» **Exercise input**:
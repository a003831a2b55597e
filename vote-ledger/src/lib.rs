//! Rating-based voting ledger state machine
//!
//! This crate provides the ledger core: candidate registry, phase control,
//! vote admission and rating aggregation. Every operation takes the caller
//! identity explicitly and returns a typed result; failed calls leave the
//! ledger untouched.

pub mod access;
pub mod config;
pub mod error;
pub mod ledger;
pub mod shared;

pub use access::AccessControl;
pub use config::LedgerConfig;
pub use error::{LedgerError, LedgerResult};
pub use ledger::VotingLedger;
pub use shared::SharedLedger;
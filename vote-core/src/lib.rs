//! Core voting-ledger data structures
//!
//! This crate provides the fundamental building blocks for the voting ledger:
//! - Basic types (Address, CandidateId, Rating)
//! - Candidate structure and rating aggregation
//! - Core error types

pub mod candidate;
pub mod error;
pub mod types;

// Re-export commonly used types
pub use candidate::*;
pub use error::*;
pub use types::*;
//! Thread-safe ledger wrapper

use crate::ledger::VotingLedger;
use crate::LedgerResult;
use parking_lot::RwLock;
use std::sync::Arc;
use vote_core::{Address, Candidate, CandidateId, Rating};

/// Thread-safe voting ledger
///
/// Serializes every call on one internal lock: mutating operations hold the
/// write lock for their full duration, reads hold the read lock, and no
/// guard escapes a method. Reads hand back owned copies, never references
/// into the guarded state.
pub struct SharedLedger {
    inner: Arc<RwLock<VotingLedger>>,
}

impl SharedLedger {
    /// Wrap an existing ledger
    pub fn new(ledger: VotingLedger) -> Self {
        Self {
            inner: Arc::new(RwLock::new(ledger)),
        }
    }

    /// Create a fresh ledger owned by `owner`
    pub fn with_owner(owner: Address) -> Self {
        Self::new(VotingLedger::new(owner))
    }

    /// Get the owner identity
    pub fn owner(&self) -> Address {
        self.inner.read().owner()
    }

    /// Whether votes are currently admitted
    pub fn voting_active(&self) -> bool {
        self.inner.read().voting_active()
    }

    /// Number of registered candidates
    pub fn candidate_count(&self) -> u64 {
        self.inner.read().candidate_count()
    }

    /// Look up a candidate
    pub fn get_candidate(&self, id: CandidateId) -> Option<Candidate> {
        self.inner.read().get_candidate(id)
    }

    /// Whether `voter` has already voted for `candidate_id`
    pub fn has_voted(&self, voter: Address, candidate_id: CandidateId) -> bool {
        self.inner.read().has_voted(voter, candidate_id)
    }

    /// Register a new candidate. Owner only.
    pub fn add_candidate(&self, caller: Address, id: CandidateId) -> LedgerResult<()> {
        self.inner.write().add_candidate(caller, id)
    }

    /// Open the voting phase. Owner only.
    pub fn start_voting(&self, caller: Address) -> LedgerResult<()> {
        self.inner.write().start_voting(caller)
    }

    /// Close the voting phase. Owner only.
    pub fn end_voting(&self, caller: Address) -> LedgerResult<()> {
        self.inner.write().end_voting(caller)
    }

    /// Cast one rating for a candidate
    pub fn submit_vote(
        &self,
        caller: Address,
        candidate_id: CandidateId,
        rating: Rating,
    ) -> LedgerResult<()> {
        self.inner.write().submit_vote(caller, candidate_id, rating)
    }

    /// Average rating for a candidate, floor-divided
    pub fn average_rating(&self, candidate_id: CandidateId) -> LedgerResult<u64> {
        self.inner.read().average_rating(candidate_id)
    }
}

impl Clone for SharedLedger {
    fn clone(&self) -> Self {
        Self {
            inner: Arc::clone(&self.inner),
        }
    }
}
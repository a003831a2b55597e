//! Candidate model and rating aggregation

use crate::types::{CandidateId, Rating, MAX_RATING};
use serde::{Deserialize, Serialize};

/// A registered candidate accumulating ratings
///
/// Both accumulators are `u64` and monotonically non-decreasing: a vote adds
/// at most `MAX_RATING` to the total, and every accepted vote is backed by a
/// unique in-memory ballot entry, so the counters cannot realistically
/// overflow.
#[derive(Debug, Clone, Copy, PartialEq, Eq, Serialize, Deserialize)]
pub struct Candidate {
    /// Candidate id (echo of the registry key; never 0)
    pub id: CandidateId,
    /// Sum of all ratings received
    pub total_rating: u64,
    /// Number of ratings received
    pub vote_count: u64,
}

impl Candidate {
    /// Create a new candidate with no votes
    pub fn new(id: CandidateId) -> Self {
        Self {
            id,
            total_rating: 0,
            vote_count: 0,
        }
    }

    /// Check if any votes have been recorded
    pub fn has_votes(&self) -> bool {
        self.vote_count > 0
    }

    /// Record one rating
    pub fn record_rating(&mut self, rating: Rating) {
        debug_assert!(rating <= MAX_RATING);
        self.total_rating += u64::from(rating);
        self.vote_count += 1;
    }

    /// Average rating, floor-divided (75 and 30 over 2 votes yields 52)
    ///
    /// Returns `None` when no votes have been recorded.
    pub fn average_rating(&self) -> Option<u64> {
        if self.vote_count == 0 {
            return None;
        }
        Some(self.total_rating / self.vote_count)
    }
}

» **What to produce**:
Please give back exactly the lines of this listing beginning at the line with "self.inner.read().get_candidate(id)" and ending with the line with "pub fn start_voting(&self, caller: Address)", both included, and nothing else.

» **Written solution**:
        self.inner.read().get_candidate(id)
    }

    /// Whether `voter` has already voted for `candidate_id`
    pub fn has_voted(&self, voter: Address, candidate_id: CandidateId) -> bool {
        self.inner.read().has_voted(voter, candidate_id)
    }

    /// Register a new candidate. Owner only.
    pub fn add_candidate(&self, caller: Address, id: CandidateId) -> LedgerResult<()> {
        self.inner.write().add_candidate(caller, id)
    }

    /// Open the voting phase. Owner only.
    pub fn start_voting(&self, caller: Address) -> LedgerResult<()> {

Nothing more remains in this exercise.